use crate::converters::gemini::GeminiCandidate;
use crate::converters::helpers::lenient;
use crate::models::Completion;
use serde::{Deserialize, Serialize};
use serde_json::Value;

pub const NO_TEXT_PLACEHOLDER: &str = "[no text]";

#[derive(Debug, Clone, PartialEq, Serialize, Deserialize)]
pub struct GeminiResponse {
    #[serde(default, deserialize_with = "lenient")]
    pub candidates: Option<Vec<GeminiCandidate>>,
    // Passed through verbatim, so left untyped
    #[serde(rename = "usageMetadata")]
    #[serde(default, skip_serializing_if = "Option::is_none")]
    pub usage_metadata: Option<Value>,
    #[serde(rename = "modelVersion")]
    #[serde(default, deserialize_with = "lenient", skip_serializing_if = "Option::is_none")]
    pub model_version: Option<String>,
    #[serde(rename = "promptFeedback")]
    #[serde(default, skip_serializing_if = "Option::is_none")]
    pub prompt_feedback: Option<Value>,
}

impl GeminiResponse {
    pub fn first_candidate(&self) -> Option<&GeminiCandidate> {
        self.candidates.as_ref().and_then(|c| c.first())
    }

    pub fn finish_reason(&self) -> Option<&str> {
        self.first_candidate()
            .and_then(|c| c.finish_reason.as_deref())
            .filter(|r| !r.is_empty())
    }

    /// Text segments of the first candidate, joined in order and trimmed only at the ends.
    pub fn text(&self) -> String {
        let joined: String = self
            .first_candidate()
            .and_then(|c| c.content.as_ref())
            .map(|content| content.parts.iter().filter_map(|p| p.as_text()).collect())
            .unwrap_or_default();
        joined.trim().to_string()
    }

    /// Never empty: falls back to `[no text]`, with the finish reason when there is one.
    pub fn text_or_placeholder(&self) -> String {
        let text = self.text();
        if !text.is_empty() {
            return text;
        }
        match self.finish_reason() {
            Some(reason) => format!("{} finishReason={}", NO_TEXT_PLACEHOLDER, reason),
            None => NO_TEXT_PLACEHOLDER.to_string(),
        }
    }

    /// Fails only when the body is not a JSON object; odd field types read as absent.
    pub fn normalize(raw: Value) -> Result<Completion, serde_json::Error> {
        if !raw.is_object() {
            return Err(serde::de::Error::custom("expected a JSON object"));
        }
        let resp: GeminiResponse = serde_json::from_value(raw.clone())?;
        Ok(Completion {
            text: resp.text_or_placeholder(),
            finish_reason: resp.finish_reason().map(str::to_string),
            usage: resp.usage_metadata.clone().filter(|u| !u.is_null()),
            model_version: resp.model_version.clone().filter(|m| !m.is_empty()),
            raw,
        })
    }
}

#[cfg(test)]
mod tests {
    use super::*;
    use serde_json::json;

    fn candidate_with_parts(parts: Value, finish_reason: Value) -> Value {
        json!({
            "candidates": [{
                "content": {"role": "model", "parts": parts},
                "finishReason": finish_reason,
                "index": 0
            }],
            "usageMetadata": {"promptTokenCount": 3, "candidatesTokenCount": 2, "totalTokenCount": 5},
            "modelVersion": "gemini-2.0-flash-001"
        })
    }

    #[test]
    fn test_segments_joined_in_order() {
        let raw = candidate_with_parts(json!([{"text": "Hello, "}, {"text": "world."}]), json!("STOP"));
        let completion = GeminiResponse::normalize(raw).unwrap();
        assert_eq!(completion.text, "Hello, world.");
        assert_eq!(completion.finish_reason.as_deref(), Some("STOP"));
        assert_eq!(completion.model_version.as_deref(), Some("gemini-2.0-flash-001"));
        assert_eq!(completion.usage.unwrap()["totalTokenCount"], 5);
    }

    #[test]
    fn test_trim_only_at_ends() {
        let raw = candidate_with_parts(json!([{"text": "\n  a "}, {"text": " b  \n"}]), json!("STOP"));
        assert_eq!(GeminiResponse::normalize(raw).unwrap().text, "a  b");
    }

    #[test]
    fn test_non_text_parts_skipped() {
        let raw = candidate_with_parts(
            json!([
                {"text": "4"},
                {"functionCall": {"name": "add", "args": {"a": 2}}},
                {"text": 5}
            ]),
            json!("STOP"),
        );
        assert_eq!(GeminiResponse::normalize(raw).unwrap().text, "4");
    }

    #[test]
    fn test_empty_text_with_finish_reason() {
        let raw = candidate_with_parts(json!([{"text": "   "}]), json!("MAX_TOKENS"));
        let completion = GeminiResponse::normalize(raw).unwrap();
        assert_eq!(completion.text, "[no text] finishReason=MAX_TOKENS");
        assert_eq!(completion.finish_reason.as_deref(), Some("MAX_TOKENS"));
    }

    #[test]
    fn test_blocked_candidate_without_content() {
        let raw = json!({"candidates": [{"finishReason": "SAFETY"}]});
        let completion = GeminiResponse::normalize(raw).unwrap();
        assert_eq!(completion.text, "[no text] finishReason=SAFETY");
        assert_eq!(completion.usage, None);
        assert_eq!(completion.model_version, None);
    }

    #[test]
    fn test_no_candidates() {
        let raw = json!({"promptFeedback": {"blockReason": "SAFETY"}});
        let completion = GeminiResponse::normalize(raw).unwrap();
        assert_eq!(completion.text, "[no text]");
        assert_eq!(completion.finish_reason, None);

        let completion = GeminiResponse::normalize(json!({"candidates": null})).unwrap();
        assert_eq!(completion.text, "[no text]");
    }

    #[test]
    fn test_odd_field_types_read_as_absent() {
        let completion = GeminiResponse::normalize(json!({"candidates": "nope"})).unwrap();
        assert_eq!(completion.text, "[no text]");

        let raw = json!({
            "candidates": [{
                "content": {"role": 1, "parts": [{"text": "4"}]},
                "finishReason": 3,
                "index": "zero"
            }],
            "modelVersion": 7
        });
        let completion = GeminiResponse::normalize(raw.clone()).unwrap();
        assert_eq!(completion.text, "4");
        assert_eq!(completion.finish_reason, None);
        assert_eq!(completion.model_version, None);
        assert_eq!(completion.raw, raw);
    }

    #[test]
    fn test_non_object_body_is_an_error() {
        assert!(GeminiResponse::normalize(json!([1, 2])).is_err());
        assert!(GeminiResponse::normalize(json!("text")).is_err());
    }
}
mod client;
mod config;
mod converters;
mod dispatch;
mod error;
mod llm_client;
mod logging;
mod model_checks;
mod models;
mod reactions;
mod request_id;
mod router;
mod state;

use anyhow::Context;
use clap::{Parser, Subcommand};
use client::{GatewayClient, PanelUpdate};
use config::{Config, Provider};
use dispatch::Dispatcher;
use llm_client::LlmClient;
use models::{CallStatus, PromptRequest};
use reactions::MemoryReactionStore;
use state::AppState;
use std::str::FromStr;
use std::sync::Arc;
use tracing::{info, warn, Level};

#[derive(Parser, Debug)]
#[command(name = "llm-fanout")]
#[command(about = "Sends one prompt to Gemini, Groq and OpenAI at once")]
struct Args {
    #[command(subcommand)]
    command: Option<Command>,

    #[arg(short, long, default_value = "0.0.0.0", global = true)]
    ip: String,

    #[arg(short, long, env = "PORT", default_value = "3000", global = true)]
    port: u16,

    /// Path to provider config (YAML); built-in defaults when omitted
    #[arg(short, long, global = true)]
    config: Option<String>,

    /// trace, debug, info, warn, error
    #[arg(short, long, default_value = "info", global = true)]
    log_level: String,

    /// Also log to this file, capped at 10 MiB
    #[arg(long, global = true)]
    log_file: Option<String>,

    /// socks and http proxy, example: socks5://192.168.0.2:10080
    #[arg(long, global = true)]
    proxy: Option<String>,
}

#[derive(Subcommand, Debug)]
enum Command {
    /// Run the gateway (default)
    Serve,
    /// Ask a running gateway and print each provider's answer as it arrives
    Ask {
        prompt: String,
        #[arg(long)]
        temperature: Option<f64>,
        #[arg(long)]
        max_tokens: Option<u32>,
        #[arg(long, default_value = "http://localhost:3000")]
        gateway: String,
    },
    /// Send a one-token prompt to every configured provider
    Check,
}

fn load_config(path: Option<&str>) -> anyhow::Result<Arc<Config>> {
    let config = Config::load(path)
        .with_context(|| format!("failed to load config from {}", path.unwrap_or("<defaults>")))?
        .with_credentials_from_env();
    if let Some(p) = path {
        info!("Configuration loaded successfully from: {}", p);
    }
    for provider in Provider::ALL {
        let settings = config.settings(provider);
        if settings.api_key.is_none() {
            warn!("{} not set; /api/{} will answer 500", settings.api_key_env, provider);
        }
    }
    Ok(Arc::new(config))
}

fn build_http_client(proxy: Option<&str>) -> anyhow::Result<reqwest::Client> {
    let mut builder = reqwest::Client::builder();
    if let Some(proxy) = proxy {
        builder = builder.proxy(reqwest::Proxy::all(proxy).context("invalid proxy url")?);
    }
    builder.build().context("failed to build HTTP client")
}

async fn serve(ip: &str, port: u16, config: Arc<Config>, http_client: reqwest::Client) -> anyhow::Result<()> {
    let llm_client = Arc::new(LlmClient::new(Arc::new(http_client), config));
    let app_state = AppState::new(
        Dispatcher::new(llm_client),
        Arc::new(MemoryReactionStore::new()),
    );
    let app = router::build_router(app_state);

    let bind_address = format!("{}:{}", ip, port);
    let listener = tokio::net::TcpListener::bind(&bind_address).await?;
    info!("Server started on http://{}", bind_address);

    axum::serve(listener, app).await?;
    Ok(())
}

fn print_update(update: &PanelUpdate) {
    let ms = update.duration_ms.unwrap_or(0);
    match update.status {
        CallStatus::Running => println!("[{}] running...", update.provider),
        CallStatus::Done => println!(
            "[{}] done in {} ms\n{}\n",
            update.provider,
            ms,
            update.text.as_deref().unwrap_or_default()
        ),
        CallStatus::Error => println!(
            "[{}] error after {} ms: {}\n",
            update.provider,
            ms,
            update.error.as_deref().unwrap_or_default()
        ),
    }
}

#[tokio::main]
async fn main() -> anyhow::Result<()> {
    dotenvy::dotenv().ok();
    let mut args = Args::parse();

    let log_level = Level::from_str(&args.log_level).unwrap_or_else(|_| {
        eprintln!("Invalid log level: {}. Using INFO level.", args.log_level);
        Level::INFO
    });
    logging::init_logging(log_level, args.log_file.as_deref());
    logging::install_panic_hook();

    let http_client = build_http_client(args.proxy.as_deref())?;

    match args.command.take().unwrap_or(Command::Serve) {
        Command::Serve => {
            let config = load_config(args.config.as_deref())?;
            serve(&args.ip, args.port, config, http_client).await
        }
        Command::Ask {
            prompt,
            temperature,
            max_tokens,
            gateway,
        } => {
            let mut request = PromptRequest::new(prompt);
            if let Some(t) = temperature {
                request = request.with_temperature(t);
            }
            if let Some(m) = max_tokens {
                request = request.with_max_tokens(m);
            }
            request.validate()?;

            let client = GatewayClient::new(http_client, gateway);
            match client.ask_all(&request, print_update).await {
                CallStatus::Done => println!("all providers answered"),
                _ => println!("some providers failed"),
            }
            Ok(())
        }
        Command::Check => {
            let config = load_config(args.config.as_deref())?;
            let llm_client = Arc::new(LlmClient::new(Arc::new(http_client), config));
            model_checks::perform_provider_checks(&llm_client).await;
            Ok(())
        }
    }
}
________________________
## [EXERCISE DIRECTIONS]
Copy each line of the data that contains the word "format", leaving the other lines out.

## [SOLVED PROBLEM]
            Some(reason) => format!("{} finishReason={}", NO_TEXT_PLACEHOLDER, reason),
        .with_context(|| format!("failed to load config from {}", path.unwrap_or("<defaults>")))?
    let bind_address = format!("{}:{}", ip, port);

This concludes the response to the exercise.